• Action item:
Reproduce this listing from its first line through the line with "yields the defaults.", inclusive, leaving out all that follows.

▼

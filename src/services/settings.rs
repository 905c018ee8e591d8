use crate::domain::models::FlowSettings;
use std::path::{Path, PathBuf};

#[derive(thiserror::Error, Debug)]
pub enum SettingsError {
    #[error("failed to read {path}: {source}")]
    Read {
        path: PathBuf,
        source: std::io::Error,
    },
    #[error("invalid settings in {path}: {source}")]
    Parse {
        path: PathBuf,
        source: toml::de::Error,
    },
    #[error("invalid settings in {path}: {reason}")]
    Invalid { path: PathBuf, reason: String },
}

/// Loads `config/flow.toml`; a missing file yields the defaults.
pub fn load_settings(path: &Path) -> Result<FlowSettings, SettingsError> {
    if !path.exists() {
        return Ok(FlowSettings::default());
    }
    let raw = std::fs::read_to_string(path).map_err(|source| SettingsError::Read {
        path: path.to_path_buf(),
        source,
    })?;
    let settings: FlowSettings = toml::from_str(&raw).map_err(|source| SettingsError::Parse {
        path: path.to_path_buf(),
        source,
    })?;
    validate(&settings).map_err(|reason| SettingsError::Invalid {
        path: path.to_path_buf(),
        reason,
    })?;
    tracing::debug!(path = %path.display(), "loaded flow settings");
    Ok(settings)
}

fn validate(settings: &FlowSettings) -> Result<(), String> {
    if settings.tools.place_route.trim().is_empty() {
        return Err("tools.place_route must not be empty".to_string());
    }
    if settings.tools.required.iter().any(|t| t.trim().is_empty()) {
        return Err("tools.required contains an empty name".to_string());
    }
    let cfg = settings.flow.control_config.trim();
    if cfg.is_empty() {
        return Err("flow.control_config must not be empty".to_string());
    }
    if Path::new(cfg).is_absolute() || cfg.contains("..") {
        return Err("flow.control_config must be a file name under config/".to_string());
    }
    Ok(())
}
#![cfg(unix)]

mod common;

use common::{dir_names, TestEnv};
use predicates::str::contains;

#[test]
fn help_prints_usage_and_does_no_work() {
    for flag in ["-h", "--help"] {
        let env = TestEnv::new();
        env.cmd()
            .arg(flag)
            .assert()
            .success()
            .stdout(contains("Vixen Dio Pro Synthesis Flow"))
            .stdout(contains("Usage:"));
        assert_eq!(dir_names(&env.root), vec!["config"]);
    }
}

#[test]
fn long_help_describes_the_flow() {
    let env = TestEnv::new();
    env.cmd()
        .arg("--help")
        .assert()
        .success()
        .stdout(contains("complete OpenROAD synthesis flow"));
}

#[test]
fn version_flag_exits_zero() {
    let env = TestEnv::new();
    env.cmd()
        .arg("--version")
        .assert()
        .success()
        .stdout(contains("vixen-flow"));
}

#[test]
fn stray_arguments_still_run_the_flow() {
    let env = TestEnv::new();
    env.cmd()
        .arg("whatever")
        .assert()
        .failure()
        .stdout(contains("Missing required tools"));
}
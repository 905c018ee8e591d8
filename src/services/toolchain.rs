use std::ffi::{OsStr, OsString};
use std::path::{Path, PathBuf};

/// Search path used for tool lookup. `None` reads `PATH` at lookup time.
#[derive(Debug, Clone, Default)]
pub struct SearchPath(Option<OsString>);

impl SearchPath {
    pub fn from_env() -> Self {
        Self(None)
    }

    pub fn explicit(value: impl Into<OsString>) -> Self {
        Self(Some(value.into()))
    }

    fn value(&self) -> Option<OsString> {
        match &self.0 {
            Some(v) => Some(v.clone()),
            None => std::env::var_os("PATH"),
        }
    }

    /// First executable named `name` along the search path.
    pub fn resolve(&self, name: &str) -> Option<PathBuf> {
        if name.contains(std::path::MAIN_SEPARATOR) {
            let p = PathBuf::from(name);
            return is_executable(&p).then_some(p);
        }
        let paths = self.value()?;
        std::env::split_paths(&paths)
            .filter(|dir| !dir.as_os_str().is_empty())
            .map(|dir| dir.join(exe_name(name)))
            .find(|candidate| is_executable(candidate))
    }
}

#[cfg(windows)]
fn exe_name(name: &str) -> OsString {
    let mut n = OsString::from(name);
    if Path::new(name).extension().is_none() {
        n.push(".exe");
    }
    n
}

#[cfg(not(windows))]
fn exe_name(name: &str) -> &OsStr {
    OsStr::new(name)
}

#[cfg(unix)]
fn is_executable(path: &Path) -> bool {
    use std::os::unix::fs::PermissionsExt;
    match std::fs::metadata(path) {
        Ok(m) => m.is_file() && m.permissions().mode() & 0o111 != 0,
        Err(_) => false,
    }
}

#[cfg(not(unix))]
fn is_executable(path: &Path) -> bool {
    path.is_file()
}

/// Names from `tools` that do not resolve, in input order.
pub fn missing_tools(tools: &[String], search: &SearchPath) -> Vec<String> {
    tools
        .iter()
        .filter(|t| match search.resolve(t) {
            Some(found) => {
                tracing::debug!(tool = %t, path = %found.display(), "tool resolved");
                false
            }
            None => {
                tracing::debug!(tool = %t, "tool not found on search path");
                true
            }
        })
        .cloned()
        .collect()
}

▲

• Expected answer:
filename src/services/settings.rs
repository 905c018ee8e591d8
use crate::domain::models::FlowSettings;
use std::path::{Path, PathBuf};

#[derive(thiserror::Error, Debug)]
pub enum SettingsError {
    #[error("failed to read {path}: {source}")]
    Read {
        path: PathBuf,
        source: std::io::Error,
    },
    #[error("invalid settings in {path}: {source}")]
    Parse {
        path: PathBuf,
        source: toml::de::Error,
    },
    #[error("invalid settings in {path}: {reason}")]
    Invalid { path: PathBuf, reason: String },
}

/// Loads `config/flow.toml`; a missing file yields the defaults.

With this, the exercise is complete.